Military involvement in foreign policy decision-making, and its role as a driving force in that process, has long been anathema to both academic and practitioner circles. Without wanting to pursue the quest for principles or ultimate predictions this study looks specifically into the role of the military in foreign policy decision-making. It does so by carefully reconstructing and comparing the sequential series of decisions of a group of British and Dutch senior civil and military decision-makers which have led to the deployment of their militaries into to Afghan provinces of Helmand and Uruzgan.
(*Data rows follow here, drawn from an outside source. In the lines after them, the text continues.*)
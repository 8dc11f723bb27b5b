use std::path::Path;

use clap::{Args, Parser, Subcommand};
use deepdata_core::codec_options::{
    ColorChannels, DctQimOptions, JpegComponents, LsbOptions, QimOptions, DEFAULT_DELTA,
    DEFAULT_STRENGTH, DEFAULT_WINDOW,
};
use deepdata_core::progress::{NoProgress, Progress};
use deepdata_core::{CodecOptions, Method};

use crate::commands::*;
use crate::progress_bar::ProgressBar;
use crate::CliResult;

#[derive(Parser, Debug)]
#[command(version, about, long_about = None)]
#[command(propagate_version = true)]
pub struct CliArgs {
    #[command(flatten)]
    pub settings: Settings,

    #[command(subcommand)]
    pub command: Commands,
}

#[derive(Subcommand, Debug)]
pub enum Commands {
    /// Hides a data file in a PNG, BMP or JPEG carrier
    Embed(embed::EmbedArgs),
    /// Recovers hidden data into a file
    Extract(extract::ExtractArgs),
    /// Prints how many payload bytes a carrier can hold
    Capacity(capacity::CapacityArgs),
}

/// Method and options, shared by all commands
#[derive(Args, Debug, Default, Clone)]
pub struct Settings {
    /// Embedding method: lsb, qim or dct-qim [default: dct-qim for JPEG files, lsb otherwise]
    #[arg(long, global = true, value_name = "method")]
    pub method: Option<Method>,

    /// Quantization step for qim and dct-qim, 2 to 128 [default: 4]
    #[arg(long, global = true, value_name = "delta")]
    pub delta: Option<u8>,

    /// Low bits replaced per byte for lsb, 1 to 8 [default: 2]
    #[arg(long, global = true, value_name = "bits")]
    pub strength: Option<u8>,

    /// Channels for qim (R,G,B) or components for dct-qim (Y,Cb,Cr) [default: all]
    #[arg(long, global = true, value_name = "list")]
    pub channels: Option<String>,

    /// Zig-zag positions per block visited by dct-qim, 1 to 64 [default: 64]
    #[arg(long, global = true, value_name = "size")]
    pub window: Option<u8>,

    /// Do not draw a progress bar
    #[arg(short, long, global = true)]
    pub quiet: bool,
}

impl Settings {
    pub fn method_for(&self, carrier: &Path) -> Method {
        self.method.unwrap_or_else(|| Method::for_path(carrier))
    }

    /// Build validated options for `carrier`, warning about flags the method ignores.
    pub fn codec_options(&self, carrier: &Path) -> CliResult<CodecOptions> {
        let method = self.method_for(carrier);
        let ignored = |flag: &str, given: bool| {
            if given {
                log::warn!("--{flag} has no effect with {method}");
            }
        };

        Ok(match method {
            Method::Lsb => {
                ignored("delta", self.delta.is_some());
                ignored("channels", self.channels.is_some());
                ignored("window", self.window.is_some());
                CodecOptions::Lsb(LsbOptions::new(self.strength.unwrap_or(DEFAULT_STRENGTH))?)
            }
            Method::Qim => {
                ignored("strength", self.strength.is_some());
                ignored("window", self.window.is_some());
                let channels = match &self.channels {
                    Some(list) => list.parse::<ColorChannels>()?,
                    None => ColorChannels::ALL,
                };
                CodecOptions::Qim(QimOptions::new(
                    self.delta.unwrap_or(DEFAULT_DELTA),
                    channels,
                )?)
            }
            Method::DctQim => {
                ignored("strength", self.strength.is_some());
                let components = match &self.channels {
                    Some(list) => list.parse::<JpegComponents>()?,
                    None => JpegComponents::ALL,
                };
                CodecOptions::DctQim(DctQimOptions::new(
                    self.delta.unwrap_or(DEFAULT_DELTA),
                    components,
                    self.window.unwrap_or(DEFAULT_WINDOW),
                )?)
            }
        })
    }

    pub fn progress(&self) -> Box<dyn Progress> {
        if self.quiet {
            Box::new(NoProgress)
        } else {
            Box::new(ProgressBar::default())
        }
    }
}
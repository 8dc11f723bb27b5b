//! JPEG marker codes (ITU T.81 Table B.1).

#[derive(Clone, Copy, Debug, PartialEq, Eq)]
#[allow(clippy::upper_case_acronyms)]
pub enum Marker {
    /// Start of frame; the parameter is the low nibble of the code (0 = baseline).
    SOF(u8),
    DHT,
    DAC,
    JPG,
    RST(u8),
    SOI,
    EOI,
    SOS,
    DQT,
    DNL,
    DRI,
    DHP,
    EXP,
    APP(u8),
    JPGn(u8),
    COM,
    TEM,
    RES(u8),
}

impl Marker {
    /// Standalone markers carry no length field.
    pub fn has_length(self) -> bool {
        !matches!(
            self,
            Marker::RST(..) | Marker::SOI | Marker::EOI | Marker::TEM
        )
    }

    /// `None` for 0x00 (stuffing) and 0xFF (fill byte).
    pub fn from_u8(n: u8) -> Option<Marker> {
        use Marker::*;
        match n {
            0x00 | 0xFF => None,
            0x01 => Some(TEM),
            0x02..=0xBF => Some(RES(n)),
            0xC4 => Some(DHT),
            0xC8 => Some(JPG),
            0xCC => Some(DAC),
            0xC0..=0xCF => Some(SOF(n - 0xC0)),
            0xD0..=0xD7 => Some(RST(n - 0xD0)),
            0xD8 => Some(SOI),
            0xD9 => Some(EOI),
            0xDA => Some(SOS),
            0xDB => Some(DQT),
            0xDC => Some(DNL),
            0xDD => Some(DRI),
            0xDE => Some(DHP),
            0xDF => Some(EXP),
            0xE0..=0xEF => Some(APP(n - 0xE0)),
            0xF0..=0xFD => Some(JPGn(n - 0xF0)),
            0xFE => Some(COM),
        }
    }

    pub fn to_u8(self) -> u8 {
        use Marker::*;
        match self {
            TEM => 0x01,
            RES(n) => n,
            SOF(n) => 0xC0 + n,
            DHT => 0xC4,
            JPG => 0xC8,
            DAC => 0xCC,
            RST(n) => 0xD0 + (n & 0x07),
            SOI => 0xD8,
            EOI => 0xD9,
            SOS => 0xDA,
            DQT => 0xDB,
            DNL => 0xDC,
            DRI => 0xDD,
            DHP => 0xDE,
            EXP => 0xDF,
            APP(n) => 0xE0 + n,
            JPGn(n) => 0xF0 + n,
            COM => 0xFE,
        }
    }
}
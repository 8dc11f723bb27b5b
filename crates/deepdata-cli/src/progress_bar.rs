use std::io::Write;

use deepdata_core::Progress;

const WIDTH: usize = 30;

/// Text progress bar on stderr, redrawn only when the percentage changes.
#[derive(Debug, Default)]
pub struct ProgressBar {
    percent: Option<usize>,
}

impl ProgressBar {
    fn render(percent: usize) -> String {
        let filled = WIDTH * percent / 100;
        format!(
            "\r[{}{}] {percent:>3}%",
            "=".repeat(filled),
            " ".repeat(WIDTH - filled)
        )
    }
}

impl Progress for ProgressBar {
    fn update(&mut self, processed: usize, total: usize) {
        let percent = if total == 0 {
            100
        } else {
            (processed.min(total) * 100) / total
        };
        if self.percent == Some(percent) {
            return;
        }
        self.percent = Some(percent);

        let mut stderr = std::io::stderr().lock();
        let _ = write!(stderr, "{}", Self::render(percent));
        if percent == 100 {
            let _ = writeln!(stderr);
        }
        let _ = stderr.flush();
    }
}

#[cfg(test)]
mod tests {
    use super::*;

    #[test]
    fn should_render_bar_and_percentage() {
        assert_eq!(ProgressBar::render(0), format!("\r[{}]   0%", " ".repeat(30)));
        assert_eq!(
            ProgressBar::render(50),
            format!("\r[{}{}]  50%", "=".repeat(15), " ".repeat(15))
        );
        assert_eq!(ProgressBar::render(100), format!("\r[{}] 100%", "=".repeat(30)));
    }

    #[test]
    fn should_only_track_percentage_changes() {
        let mut bar = ProgressBar::default();

        bar.update(1, 1000);
        assert_eq!(bar.percent, Some(0));
        bar.update(505, 1000);
        assert_eq!(bar.percent, Some(50));
        bar.update(0, 0);
        assert_eq!(bar.percent, Some(100));
    }
}
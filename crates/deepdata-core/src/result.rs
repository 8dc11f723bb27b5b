use crate::DeepDataError;

pub type Result<T> = std::result::Result<T, DeepDataError>;
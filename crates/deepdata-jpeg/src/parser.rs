//! Marker segment parsing.
//!
//! Segments are read from a `Cursor` over the whole file so that scan data can
//! be handed to the entropy decoder as a borrowed slice.

use std::io::{Cursor, Read};

use byteorder::{BigEndian, ReadBytesExt};

use crate::error::{JpegError, Result};
use crate::huffman::HuffmanTable;
use crate::marker::Marker;

/// Frame component as declared in the SOF segment.
#[derive(Debug, Clone, PartialEq, Eq)]
pub struct ComponentSpec {
    pub id: u8,
    pub h_sampling: u8,
    pub v_sampling: u8,
    pub quant_table_id: u8,
}

#[derive(Debug, Clone, PartialEq, Eq)]
pub struct FrameHeader {
    /// Low nibble of the SOF marker; 0 and 1 are the sequential Huffman processes.
    pub sof_type: u8,
    pub precision: u8,
    pub height: u16,
    pub width: u16,
    pub components: Vec<ComponentSpec>,
}

impl FrameHeader {
    pub fn max_sampling(&self) -> (usize, usize) {
        let h = self.components.iter().map(|c| c.h_sampling as usize).max();
        let v = self.components.iter().map(|c| c.v_sampling as usize).max();
        (h.unwrap_or(1), v.unwrap_or(1))
    }

    /// Number of MCUs horizontally and vertically for an interleaved scan.
    pub fn mcu_grid(&self) -> (usize, usize) {
        let (h_max, v_max) = self.max_sampling();
        (
            (self.width as usize).div_ceil(8 * h_max),
            (self.height as usize).div_ceil(8 * v_max),
        )
    }

    /// Blocks a component actually covers (Annex A.1.1), without MCU padding.
    pub fn component_extent(&self, index: usize) -> (usize, usize) {
        let (h_max, v_max) = self.max_sampling();
        let c = &self.components[index];
        let w = (self.width as usize * c.h_sampling as usize).div_ceil(h_max);
        let h = (self.height as usize * c.v_sampling as usize).div_ceil(v_max);
        (w.div_ceil(8), h.div_ceil(8))
    }

    /// Stored block grid of a component: the MCU-padded grid for colour frames,
    /// the plain extent for single-component frames.
    pub fn block_grid(&self, index: usize) -> (usize, usize) {
        if self.components.len() == 1 {
            return self.component_extent(index);
        }
        let (mcus_x, mcus_y) = self.mcu_grid();
        let c = &self.components[index];
        (mcus_x * c.h_sampling as usize, mcus_y * c.v_sampling as usize)
    }

    pub fn to_segment_bytes(&self) -> Vec<u8> {
        let mut out = Vec::with_capacity(6 + 3 * self.components.len());
        out.push(self.precision);
        out.extend_from_slice(&self.height.to_be_bytes());
        out.extend_from_slice(&self.width.to_be_bytes());
        out.push(self.components.len() as u8);
        for c in &self.components {
            out.push(c.id);
            out.push((c.h_sampling << 4) | c.v_sampling);
            out.push(c.quant_table_id);
        }
        out
    }
}

/// One component entry of an SOS header, resolved to its frame index.
#[derive(Debug, Clone, Copy, PartialEq, Eq)]
pub struct ScanComponent {
    pub index: usize,
    pub dc_table: u8,
    pub ac_table: u8,
}

#[derive(Debug, Clone, PartialEq, Eq)]
pub struct ScanHeader {
    pub components: Vec<ScanComponent>,
    pub spectral_start: u8,
    pub spectral_end: u8,
    pub approx_high: u8,
    pub approx_low: u8,
}

/// Segment carried through a transcode unchanged.
#[derive(Debug, Clone, PartialEq, Eq)]
pub struct Segment {
    pub marker: Marker,
    pub data: Vec<u8>,
}

/// Reads the two SOI bytes.
pub fn read_soi(cursor: &mut Cursor<&[u8]>) -> Result<()> {
    let mut soi = [0u8; 2];
    cursor.read_exact(&mut soi).map_err(|_| JpegError::MissingSoi)?;
    if soi != [0xFF, 0xD8] {
        return Err(JpegError::MissingSoi);
    }
    Ok(())
}

/// Next marker, skipping fill bytes; `None` at end of data.
pub fn read_marker(cursor: &mut Cursor<&[u8]>) -> Result<Option<Marker>> {
    let mut byte = match cursor.read_u8() {
        Ok(b) => b,
        Err(_) => return Ok(None),
    };
    while byte != 0xFF {
        byte = match cursor.read_u8() {
            Ok(b) => b,
            Err(_) => return Ok(None),
        };
    }
    while byte == 0xFF {
        byte = cursor.read_u8()?;
    }
    Marker::from_u8(byte)
        .map(Some)
        .ok_or(JpegError::InvalidMarker(byte))
}

/// Payload of a segment with a length field, excluding the length itself.
pub fn read_segment(cursor: &mut Cursor<&[u8]>, name: &'static str) -> Result<Vec<u8>> {
    let length = cursor.read_u16::<BigEndian>()? as usize;
    if length < 2 {
        return Err(JpegError::MalformedSegment {
            segment: name,
            reason: format!("length {length} is below the minimum of 2"),
        });
    }
    let mut data = vec![0u8; length - 2];
    cursor.read_exact(&mut data)?;
    Ok(data)
}

/// Borrow the entropy-coded data that follows an SOS header.
///
/// Stuffed bytes, fill bytes and RSTn markers belong to the scan; any other
/// marker ends it. The cursor is left on that marker's 0xFF.
pub fn read_scan_data<'a>(cursor: &mut Cursor<&'a [u8]>) -> &'a [u8] {
    let data: &'a [u8] = *cursor.get_ref();
    let start = cursor.position() as usize;
    let mut pos = start;
    while pos < data.len() {
        if data[pos] == 0xFF {
            match data.get(pos + 1) {
                Some(0x00) | Some(0xD0..=0xD7) => pos += 2,
                Some(0xFF) => pos += 1,
                Some(_) => break,
                None => {
                    pos += 1;
                    break;
                }
            }
        } else {
            pos += 1;
        }
    }
    cursor.set_position(pos as u64);
    &data[start..pos]
}

pub fn parse_dht(data: &[u8]) -> Result<Vec<HuffmanTable>> {
    let mut tables = Vec::new();
    let mut pos = 0;
    while pos < data.len() {
        let class = data[pos] >> 4;
        let id = data[pos] & 0x0F;
        pos += 1;
        if class > 1 || id > 3 {
            return Err(JpegError::MalformedSegment {
                segment: "DHT",
                reason: format!("invalid table class {class} / id {id}"),
            });
        }

        let lengths = data.get(pos..pos + 16).ok_or_else(|| JpegError::MalformedSegment {
            segment: "DHT",
            reason: "truncated code lengths".to_string(),
        })?;
        let mut code_lengths = [0u8; 16];
        code_lengths.copy_from_slice(lengths);
        pos += 16;

        let total: usize = code_lengths.iter().map(|&n| n as usize).sum();
        let values = data
            .get(pos..pos + total)
            .ok_or_else(|| JpegError::MalformedSegment {
                segment: "DHT",
                reason: "truncated symbol values".to_string(),
            })?
            .to_vec();
        pos += total;

        tables.push(HuffmanTable {
            class,
            id,
            code_lengths,
            values,
        });
    }
    Ok(tables)
}

pub fn parse_sof(sof_type: u8, data: &[u8]) -> Result<FrameHeader> {
    let malformed = |reason: &str| JpegError::MalformedSegment {
        segment: "SOF",
        reason: reason.to_string(),
    };

    let mut cursor = Cursor::new(data);
    let precision = cursor.read_u8().map_err(|_| malformed("truncated header"))?;
    let height = cursor
        .read_u16::<BigEndian>()
        .map_err(|_| malformed("truncated header"))?;
    let width = cursor
        .read_u16::<BigEndian>()
        .map_err(|_| malformed("truncated header"))?;
    let count = cursor.read_u8().map_err(|_| malformed("truncated header"))? as usize;

    if count == 0 {
        return Err(malformed("no components"));
    }
    if width == 0 || height == 0 {
        return Err(JpegError::Unsupported(
            "frames with an undefined dimension (DNL)".to_string(),
        ));
    }

    let mut components = Vec::with_capacity(count);
    for _ in 0..count {
        let mut spec = [0u8; 3];
        cursor
            .read_exact(&mut spec)
            .map_err(|_| malformed("truncated component list"))?;
        let (h_sampling, v_sampling) = (spec[1] >> 4, spec[1] & 0x0F);
        if !(1..=4).contains(&h_sampling) || !(1..=4).contains(&v_sampling) {
            return Err(malformed("sampling factor outside 1..=4"));
        }
        components.push(ComponentSpec {
            id: spec[0],
            h_sampling,
            v_sampling,
            quant_table_id: spec[2],
        });
    }

    Ok(FrameHeader {
        sof_type,
        precision,
        height,
        width,
        components,
    })
}

pub fn parse_sos(data: &[u8], frame: &FrameHeader) -> Result<ScanHeader> {
    let malformed = |reason: String| JpegError::MalformedSegment {
        segment: "SOS",
        reason,
    };

    let count = *data.first().ok_or_else(|| malformed("empty header".to_string()))? as usize;
    if count == 0 || count > 4 || data.len() < 1 + 2 * count + 3 {
        return Err(malformed(format!("{count} components in {} bytes", data.len())));
    }

    let mut components = Vec::with_capacity(count);
    for i in 0..count {
        let id = data[1 + 2 * i];
        let tables = data[2 + 2 * i];
        let index = frame
            .components
            .iter()
            .position(|c| c.id == id)
            .ok_or_else(|| malformed(format!("unknown component id {id}")))?;
        components.push(ScanComponent {
            index,
            dc_table: tables >> 4,
            ac_table: tables & 0x0F,
        });
    }

    let tail = &data[1 + 2 * count..];
    Ok(ScanHeader {
        components,
        spectral_start: tail[0],
        spectral_end: tail[1],
        approx_high: tail[2] >> 4,
        approx_low: tail[2] & 0x0F,
    })
}

pub fn parse_dri(data: &[u8]) -> Result<u16> {
    let mut cursor = Cursor::new(data);
    cursor
        .read_u16::<BigEndian>()
        .map_err(|_| JpegError::MalformedSegment {
            segment: "DRI",
            reason: "missing restart interval".to_string(),
        })
}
One of the most prominent findings of this analysis is the shaping ability of military initiatives on the series of decisions and the consequent path dependent reasoning during political deliberations on the deployment of military forces: the decision of the United Kingdom and the Netherlands to deploy their troops to southern Afghanistan was based on an emergent case that largely built itself.
Lt. Col. Dr. Mirjam Grandia Mantas is Assistant Professor of International Security Studies at the Netherlands Defence Academy and a commissioned officer serving in the Royal Netherlands Army. In her military career she has been deployed on various missions to Bosnia, Afghanistan and Ethiopia.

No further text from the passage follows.